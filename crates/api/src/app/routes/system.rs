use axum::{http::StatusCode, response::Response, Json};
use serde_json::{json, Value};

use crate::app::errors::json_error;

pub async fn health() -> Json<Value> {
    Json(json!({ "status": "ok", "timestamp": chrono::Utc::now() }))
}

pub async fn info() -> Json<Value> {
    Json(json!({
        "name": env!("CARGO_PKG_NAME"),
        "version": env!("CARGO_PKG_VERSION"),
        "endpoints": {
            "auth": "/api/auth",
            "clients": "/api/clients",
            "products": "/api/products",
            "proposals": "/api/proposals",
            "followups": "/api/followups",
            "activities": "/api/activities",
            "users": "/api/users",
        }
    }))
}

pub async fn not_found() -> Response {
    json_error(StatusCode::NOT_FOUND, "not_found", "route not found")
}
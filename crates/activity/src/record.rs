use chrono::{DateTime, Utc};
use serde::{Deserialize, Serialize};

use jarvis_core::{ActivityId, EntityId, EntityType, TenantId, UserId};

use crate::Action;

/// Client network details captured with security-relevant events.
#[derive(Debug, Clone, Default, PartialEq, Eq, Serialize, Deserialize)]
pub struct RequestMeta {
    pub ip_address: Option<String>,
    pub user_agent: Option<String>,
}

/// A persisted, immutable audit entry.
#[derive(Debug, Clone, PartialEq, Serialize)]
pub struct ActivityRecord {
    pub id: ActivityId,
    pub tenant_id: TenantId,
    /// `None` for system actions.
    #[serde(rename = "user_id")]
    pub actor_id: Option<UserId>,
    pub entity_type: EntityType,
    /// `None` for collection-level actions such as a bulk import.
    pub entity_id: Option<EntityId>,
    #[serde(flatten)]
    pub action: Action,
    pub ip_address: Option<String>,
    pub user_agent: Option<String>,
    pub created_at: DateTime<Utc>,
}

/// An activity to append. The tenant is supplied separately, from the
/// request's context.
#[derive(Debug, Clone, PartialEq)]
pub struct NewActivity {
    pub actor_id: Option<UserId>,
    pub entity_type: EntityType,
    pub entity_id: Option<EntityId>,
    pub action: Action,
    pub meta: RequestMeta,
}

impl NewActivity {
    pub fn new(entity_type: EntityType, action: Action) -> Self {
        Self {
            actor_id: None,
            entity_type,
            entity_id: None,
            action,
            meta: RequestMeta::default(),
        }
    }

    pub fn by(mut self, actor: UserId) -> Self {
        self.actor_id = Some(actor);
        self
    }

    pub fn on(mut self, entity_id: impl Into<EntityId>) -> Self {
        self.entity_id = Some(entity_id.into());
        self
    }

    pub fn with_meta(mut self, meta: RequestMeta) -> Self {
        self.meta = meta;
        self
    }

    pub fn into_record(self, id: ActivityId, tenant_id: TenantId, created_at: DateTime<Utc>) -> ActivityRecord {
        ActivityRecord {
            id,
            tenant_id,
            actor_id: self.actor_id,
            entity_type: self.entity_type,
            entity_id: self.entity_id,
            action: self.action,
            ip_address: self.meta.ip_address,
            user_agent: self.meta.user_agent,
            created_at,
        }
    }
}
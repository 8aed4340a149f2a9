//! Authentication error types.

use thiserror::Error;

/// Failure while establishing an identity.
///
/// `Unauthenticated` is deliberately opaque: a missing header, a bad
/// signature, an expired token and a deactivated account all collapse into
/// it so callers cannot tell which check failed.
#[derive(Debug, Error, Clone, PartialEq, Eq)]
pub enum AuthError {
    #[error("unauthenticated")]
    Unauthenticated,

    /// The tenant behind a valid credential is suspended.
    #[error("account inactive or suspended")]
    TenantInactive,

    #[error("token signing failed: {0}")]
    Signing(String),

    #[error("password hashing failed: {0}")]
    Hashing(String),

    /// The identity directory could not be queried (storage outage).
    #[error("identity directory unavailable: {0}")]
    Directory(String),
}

+---+

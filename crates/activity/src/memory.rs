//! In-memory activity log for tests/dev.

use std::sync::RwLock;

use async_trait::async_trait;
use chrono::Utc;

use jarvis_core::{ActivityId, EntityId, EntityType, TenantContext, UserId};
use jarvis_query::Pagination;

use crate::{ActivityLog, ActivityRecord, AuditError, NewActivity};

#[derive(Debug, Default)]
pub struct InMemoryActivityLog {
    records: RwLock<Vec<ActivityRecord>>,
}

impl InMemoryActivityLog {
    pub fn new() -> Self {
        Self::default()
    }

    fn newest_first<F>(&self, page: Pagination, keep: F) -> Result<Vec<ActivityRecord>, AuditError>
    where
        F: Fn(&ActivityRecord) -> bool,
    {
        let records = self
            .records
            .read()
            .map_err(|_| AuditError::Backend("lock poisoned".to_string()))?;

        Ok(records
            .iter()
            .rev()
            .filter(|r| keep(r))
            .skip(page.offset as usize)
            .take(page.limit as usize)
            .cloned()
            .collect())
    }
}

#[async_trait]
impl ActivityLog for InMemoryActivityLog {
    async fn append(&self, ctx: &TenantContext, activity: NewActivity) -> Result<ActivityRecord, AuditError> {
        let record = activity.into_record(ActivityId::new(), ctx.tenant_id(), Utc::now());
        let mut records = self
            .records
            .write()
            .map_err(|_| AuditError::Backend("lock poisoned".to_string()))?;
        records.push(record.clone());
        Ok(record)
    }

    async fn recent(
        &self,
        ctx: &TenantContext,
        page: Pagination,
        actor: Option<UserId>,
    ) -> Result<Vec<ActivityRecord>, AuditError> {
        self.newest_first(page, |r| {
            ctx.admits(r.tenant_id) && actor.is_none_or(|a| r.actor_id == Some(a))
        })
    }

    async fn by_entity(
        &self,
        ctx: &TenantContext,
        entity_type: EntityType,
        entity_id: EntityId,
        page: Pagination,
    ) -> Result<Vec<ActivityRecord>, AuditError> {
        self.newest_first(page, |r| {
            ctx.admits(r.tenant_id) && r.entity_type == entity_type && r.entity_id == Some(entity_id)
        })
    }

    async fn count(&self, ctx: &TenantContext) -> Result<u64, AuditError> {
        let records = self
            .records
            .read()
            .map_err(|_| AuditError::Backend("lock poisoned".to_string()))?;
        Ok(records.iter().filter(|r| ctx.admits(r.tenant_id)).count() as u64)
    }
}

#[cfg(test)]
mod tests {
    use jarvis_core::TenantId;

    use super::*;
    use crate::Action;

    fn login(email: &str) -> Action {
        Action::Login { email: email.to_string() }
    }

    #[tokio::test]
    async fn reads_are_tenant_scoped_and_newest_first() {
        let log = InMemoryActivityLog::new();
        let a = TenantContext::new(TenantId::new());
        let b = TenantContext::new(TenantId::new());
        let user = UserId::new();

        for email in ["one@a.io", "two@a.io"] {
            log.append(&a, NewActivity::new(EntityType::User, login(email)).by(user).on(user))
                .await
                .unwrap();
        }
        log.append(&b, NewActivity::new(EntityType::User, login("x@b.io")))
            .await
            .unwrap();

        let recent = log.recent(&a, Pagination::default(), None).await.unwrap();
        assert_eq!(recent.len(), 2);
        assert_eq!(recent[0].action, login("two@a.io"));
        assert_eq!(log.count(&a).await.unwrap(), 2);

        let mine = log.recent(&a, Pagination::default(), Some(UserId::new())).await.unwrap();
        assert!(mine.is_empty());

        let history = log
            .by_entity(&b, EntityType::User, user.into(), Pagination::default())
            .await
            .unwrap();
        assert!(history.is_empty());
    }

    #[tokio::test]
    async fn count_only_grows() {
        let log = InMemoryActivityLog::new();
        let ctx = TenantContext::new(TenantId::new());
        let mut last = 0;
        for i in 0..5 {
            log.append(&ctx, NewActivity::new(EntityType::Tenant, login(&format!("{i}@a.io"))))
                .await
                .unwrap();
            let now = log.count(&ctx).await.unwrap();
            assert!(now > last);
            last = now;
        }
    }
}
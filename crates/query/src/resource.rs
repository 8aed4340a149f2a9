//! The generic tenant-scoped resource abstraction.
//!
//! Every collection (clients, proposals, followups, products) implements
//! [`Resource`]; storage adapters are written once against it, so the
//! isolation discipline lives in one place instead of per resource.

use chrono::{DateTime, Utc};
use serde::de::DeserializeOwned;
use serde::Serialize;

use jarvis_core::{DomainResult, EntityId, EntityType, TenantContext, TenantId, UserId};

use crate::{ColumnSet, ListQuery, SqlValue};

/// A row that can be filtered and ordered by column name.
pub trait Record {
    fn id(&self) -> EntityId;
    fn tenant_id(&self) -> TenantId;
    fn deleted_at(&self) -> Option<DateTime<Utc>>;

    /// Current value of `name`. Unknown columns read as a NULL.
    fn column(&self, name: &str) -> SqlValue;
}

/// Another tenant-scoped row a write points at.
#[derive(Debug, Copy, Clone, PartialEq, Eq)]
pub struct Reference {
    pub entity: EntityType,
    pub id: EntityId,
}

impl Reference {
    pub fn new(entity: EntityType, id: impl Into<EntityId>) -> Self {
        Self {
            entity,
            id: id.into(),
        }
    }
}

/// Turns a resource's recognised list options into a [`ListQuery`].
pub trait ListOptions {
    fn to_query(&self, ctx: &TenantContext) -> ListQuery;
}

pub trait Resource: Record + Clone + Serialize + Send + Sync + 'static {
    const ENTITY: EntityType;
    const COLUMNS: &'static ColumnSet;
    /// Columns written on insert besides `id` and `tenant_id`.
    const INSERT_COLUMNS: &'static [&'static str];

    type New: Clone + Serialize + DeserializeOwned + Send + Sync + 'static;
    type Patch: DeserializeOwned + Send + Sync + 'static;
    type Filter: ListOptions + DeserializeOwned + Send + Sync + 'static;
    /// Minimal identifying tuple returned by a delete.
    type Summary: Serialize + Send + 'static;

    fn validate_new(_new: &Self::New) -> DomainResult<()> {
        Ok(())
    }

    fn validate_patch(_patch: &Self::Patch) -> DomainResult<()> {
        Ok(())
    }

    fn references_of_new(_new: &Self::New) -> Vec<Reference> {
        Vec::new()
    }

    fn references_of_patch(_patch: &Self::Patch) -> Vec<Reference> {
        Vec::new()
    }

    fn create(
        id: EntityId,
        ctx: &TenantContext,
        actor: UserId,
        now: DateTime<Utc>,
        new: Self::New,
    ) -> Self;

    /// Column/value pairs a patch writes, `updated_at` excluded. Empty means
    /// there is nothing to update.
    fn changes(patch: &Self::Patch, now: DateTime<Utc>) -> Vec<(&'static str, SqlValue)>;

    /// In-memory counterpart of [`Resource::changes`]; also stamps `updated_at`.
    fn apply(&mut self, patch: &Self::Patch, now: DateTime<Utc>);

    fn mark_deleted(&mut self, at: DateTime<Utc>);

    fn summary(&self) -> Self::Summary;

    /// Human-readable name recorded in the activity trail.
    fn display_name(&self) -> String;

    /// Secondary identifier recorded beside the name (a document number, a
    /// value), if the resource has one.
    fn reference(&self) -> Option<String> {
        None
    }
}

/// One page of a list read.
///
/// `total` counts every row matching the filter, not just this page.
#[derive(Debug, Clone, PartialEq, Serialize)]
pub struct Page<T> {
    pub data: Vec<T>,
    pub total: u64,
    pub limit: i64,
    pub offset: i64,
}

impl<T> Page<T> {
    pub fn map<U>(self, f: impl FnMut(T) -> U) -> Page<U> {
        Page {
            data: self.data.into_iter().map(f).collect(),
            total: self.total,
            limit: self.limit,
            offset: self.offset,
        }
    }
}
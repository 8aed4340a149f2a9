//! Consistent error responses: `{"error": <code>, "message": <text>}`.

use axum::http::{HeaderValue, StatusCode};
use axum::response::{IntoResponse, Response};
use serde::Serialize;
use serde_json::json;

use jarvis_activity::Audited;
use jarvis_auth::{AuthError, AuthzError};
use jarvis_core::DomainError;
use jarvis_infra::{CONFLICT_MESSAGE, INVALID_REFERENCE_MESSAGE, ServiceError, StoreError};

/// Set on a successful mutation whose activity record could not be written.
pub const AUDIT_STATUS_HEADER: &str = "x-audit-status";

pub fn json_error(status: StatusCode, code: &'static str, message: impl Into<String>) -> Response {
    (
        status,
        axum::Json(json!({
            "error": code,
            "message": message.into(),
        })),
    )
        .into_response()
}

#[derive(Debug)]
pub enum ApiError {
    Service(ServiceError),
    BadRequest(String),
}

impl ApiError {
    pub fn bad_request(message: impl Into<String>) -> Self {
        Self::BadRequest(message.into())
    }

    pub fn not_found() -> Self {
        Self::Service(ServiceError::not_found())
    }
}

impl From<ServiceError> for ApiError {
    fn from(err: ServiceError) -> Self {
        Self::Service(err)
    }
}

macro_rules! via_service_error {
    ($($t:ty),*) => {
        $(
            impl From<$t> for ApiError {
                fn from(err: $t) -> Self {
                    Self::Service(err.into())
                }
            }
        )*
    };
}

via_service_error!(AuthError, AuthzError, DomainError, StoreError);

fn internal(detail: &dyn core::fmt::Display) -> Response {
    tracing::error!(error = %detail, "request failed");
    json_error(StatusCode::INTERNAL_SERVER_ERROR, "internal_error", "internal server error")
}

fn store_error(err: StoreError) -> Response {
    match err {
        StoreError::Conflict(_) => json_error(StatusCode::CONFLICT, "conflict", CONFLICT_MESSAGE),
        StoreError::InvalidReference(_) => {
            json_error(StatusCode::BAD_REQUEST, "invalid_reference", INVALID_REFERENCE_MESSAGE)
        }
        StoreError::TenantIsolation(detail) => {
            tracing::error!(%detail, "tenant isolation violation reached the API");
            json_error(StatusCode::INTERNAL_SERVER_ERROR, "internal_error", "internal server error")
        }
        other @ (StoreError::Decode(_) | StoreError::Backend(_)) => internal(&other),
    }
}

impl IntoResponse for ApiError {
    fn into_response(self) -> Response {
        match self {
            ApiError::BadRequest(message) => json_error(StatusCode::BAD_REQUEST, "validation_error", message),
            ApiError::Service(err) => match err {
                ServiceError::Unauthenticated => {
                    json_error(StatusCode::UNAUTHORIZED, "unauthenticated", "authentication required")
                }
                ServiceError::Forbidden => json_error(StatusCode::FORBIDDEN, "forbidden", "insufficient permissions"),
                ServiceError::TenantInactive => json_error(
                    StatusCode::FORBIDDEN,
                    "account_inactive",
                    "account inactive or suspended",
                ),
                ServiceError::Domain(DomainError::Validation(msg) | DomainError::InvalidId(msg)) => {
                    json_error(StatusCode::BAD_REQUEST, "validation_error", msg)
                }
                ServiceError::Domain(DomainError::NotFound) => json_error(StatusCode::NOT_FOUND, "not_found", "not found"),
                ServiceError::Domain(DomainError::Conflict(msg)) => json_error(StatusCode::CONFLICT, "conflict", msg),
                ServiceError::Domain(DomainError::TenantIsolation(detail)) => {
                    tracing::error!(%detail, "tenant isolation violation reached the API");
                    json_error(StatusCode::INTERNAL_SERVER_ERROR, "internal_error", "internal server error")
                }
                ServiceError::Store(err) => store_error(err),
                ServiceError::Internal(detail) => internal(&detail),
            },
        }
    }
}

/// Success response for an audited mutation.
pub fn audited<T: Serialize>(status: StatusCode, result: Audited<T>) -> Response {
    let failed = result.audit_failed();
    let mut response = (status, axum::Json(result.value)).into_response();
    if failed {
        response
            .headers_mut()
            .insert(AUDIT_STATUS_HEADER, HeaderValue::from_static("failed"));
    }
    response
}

+---+

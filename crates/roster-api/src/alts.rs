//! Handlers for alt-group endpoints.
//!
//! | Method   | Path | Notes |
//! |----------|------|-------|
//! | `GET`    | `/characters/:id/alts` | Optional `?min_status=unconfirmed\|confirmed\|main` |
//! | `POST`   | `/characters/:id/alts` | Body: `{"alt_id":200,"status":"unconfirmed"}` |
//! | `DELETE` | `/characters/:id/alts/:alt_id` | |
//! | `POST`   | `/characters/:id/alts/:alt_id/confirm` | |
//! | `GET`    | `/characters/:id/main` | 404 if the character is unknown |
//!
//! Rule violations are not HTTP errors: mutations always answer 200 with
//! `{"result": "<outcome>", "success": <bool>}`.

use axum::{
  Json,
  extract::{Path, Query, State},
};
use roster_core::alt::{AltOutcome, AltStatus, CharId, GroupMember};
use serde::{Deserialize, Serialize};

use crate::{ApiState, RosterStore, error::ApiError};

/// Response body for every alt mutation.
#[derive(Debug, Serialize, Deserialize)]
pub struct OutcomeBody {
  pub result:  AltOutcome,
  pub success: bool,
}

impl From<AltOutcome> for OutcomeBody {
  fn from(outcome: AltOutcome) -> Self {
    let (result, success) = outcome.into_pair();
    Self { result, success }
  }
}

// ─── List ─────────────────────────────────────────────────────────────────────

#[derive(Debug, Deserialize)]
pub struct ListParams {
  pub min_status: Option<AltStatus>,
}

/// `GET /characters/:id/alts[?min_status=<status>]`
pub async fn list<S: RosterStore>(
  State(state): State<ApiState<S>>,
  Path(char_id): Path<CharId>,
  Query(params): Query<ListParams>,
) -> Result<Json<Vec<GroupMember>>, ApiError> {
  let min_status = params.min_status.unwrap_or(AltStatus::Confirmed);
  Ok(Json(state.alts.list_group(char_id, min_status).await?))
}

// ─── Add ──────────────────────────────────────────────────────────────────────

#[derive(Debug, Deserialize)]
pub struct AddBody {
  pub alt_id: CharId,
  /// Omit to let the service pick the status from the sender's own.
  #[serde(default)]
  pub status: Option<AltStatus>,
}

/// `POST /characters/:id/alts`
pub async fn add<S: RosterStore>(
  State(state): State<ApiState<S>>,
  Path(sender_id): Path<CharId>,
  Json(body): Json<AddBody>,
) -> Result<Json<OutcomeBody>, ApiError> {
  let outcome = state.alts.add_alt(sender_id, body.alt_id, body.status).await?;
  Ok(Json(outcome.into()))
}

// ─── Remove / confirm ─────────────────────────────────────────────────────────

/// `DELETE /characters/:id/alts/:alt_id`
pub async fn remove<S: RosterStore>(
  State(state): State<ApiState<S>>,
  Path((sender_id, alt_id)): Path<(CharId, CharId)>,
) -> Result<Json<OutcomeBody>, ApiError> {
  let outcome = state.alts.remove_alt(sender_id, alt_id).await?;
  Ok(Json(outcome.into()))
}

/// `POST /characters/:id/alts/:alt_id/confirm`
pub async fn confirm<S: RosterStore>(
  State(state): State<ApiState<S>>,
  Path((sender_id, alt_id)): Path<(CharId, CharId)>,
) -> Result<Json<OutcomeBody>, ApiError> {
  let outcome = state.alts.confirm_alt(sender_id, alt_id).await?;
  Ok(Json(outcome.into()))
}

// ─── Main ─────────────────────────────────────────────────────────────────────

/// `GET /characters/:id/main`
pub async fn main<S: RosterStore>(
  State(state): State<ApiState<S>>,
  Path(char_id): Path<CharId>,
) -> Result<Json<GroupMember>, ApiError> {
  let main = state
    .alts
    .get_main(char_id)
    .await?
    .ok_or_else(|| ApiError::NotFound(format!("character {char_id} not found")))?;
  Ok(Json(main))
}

+---+

▸ Description of the task
Lines from the entries that contain the string "could" are what must be copied.

▸ Response
    /// The identity directory could not be queried (storage outage).
/// Set on a successful mutation whose activity record could not be written.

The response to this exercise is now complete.